Copy out exactly the lines from the first line of the material below through the line containing "use crate::pipeline::traits::PipelineTrait;", and nothing beyond them.

§ **Available data**:
▼

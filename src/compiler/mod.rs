//! Native compile and cross-compile bridge.
//!
//! [`generate_pipeline_sources`] runs the backend-independent build plus a
//! backend policy and renders the final GLSL. [`build_pipeline`] then hands
//! each stage to a [`ShaderCompiler`], reusing cached stages where possible.

pub mod cache;
pub mod naga_compiler;
pub mod spirv;

use std::rc::Rc;

use anyhow::{Context, Result, anyhow, bail};
use tracing::{debug, info};

use crate::backend::{LayoutAssignment, RenderingBackend, bgfx, policy_for, render_stage};
use crate::manifest::PipelineManifest;
use crate::options::{CrossCompileTarget, PipelineBuildOptions};
use crate::pipeline::attribute::Attribute;
use crate::pipeline::building_context::PipelineBuildingContext;
use crate::pipeline::layout::PipelineLayout;
use crate::pipeline::traits::PipelineTrait;
use crate::shader::types::ShaderStage;
use cache::{CacheKey, ShaderCache};
use spirv::SpirvVersion;

#[derive(Debug, Clone, Copy, PartialEq, Eq)]
pub enum ArtifactKind {
    GlslSource,
    Spirv,
    BgfxContainer,
    Msl,
}

impl ArtifactKind {
    pub fn extension(self) -> &'static str {
        match self {
            ArtifactKind::GlslSource => "glsl",
            ArtifactKind::Spirv => "spv",
            ArtifactKind::BgfxContainer => "bin",
            ArtifactKind::Msl => "metal",
        }
    }
}

#[derive(Debug, Clone, PartialEq, Eq)]
pub struct Artifact {
    pub kind: ArtifactKind,
    pub bytes: Vec<u8>,
    pub entry_point: String,
}

/// One compiled stage, shared between pipelines through [`ShaderCache`].
#[derive(Debug, Clone, PartialEq, Eq)]
pub struct CompiledShader {
    pub stage: ShaderStage,
    pub native: Artifact,
    pub cross_compiled: Option<Artifact>,
}

pub trait ShaderCompiler {
    /// Compiles final GLSL for `backend`.
    fn compile(&self, source: &str, stage: ShaderStage, backend: RenderingBackend, spirv: SpirvVersion)
    -> Result<Artifact>;

    /// Turns SPIR-V into a backend-native shader, reading bindings from the binary.
    fn cross_compile(&self, spirv: &[u8], stage: ShaderStage, target: CrossCompileTarget) -> Result<Artifact>;
}

/// Final GLSL for every stage plus the state that produced it.
#[derive(Debug, Clone)]
pub struct GeneratedPipeline {
    pub context: PipelineBuildingContext,
    pub assignment: LayoutAssignment,
    pub sources: Vec<(ShaderStage, String)>,
}

impl GeneratedPipeline {
    pub fn source(&self, stage: ShaderStage) -> Option<&str> {
        self.sources.iter().find(|(s, _)| *s == stage).map(|(_, text)| text.as_str())
    }
}

#[derive(Debug, Clone)]
pub struct CompiledStage {
    pub stage: ShaderStage,
    pub source: String,
    pub shader: Rc<CompiledShader>,
}

#[derive(Debug, Clone)]
pub struct CompiledPipeline {
    pub name: Option<String>,
    pub backend: RenderingBackend,
    pub layout: PipelineLayout,
    pub attributes: Vec<Attribute>,
    pub traits: Vec<PipelineTrait>,
    pub stages: Vec<CompiledStage>,
}

impl CompiledPipeline {
    pub fn stage(&self, stage: ShaderStage) -> Option<&CompiledStage> {
        self.stages.iter().find(|s| s.stage == stage)
    }
}

/// Every stage, line-numbered, under a `// <stage> stage` header.
pub fn dump_sources(sources: &[(ShaderStage, String)]) -> String {
    let mut out = String::new();
    for (stage, text) in sources {
        out.push_str(&format!("// {stage} stage\n"));
        for (line_num, line) in text.lines().enumerate() {
            out.push_str(&format!("{:4} | {}\n", line_num + 1, line));
        }
    }
    out
}

pub fn generate_pipeline_sources(manifest: &PipelineManifest, backend: RenderingBackend) -> Result<GeneratedPipeline> {
    let policy = policy_for(backend);
    policy.validate_traits(&manifest.traits)?;
    let context = PipelineBuildingContext::new(manifest, policy.limits())?;
    let assignment = policy
        .assign(&context)
        .with_context(|| format!("assigning {backend} layout"))?;
    let mut sources = Vec::with_capacity(assignment.stages.len());
    for ann in &assignment.stages {
        let text = render_stage(&context, &assignment.layout, ann)
            .with_context(|| format!("rendering {} stage", ann.stage))?;
        sources.push((ann.stage, text));
    }
    Ok(GeneratedPipeline {
        context,
        assignment,
        sources,
    })
}

fn compile_stage(
    compiler: &dyn ShaderCompiler,
    generated: &GeneratedPipeline,
    stage: ShaderStage,
    source: &str,
    options: &PipelineBuildOptions,
) -> Result<CompiledShader> {
    let backend = options.backend;
    let mut native = compiler.compile(source, stage, backend, options.spirv())?;
    let cross_compiled = match options.cross_compile {
        Some(target) => {
            if native.kind != ArtifactKind::Spirv {
                bail!("cross-compiling to {target} needs a SPIR-V backend, not {backend}");
            }
            Some(compiler.cross_compile(&native.bytes, stage, target)?)
        }
        None => None,
    };
    if backend == RenderingBackend::Bgfx {
        let ann = generated
            .assignment
            .stage(stage)
            .ok_or_else(|| anyhow!("no layout for {stage} stage"))?;
        native.bytes = bgfx::serialize_container(stage, &ann.uniform_table, &native.bytes)?;
        native.kind = ArtifactKind::BgfxContainer;
    }
    Ok(CompiledShader {
        stage,
        native,
        cross_compiled,
    })
}

/// Generates, compiles and caches every stage of `manifest`.
///
/// A compile failure carries the compiler's diagnostic followed by the
/// complete generated source of every stage.
pub fn build_pipeline(
    manifest: &PipelineManifest,
    options: &PipelineBuildOptions,
    compiler: &dyn ShaderCompiler,
    cache: &mut ShaderCache,
) -> Result<CompiledPipeline> {
    let generated = generate_pipeline_sources(manifest, options.backend)?;
    let mut stages = Vec::with_capacity(generated.sources.len());
    for (stage, source) in &generated.sources {
        let key = CacheKey::new(*stage, source, options.backend, options.spirv(), options.cross_compile);
        let shader = match cache.get(&key) {
            Some(shader) => shader,
            None => {
                let compiled = compile_stage(compiler, &generated, *stage, source, options).map_err(|e| {
                    anyhow!(
                        "{stage} stage failed to compile: {e:#}\n{}",
                        dump_sources(&generated.sources)
                    )
                })?;
                debug!(stage = %stage, bytes = compiled.native.bytes.len(), "compiled shader stage");
                cache.insert(key, compiled)
            }
        };
        stages.push(CompiledStage {
            stage: *stage,
            source: source.clone(),
            shader,
        });
    }
    info!(
        pipeline = manifest.name.as_deref().unwrap_or("<unnamed>"),
        backend = %options.backend,
        stages = stages.len(),
        "pipeline built"
    );
    let GeneratedPipeline {
        context, assignment, ..
    } = generated;
    Ok(CompiledPipeline {
        name: manifest.name.clone(),
        backend: options.backend,
        layout: assignment.layout,
        attributes: context.attributes().to_vec(),
        traits: context.traits.clone(),
        stages,
    })
}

▲

§ **Output of the exercise**:
filename src/compiler/mod.rs
//! Native compile and cross-compile bridge.
//!
//! [`generate_pipeline_sources`] runs the backend-independent build plus a
//! backend policy and renders the final GLSL. [`build_pipeline`] then hands
//! each stage to a [`ShaderCompiler`], reusing cached stages where possible.

pub mod cache;
pub mod naga_compiler;
pub mod spirv;

use std::rc::Rc;

use anyhow::{Context, Result, anyhow, bail};
use tracing::{debug, info};

use crate::backend::{LayoutAssignment, RenderingBackend, bgfx, policy_for, render_stage};
use crate::manifest::PipelineManifest;
use crate::options::{CrossCompileTarget, PipelineBuildOptions};
use crate::pipeline::attribute::Attribute;
use crate::pipeline::building_context::PipelineBuildingContext;
use crate::pipeline::layout::PipelineLayout;
use crate::pipeline::traits::PipelineTrait;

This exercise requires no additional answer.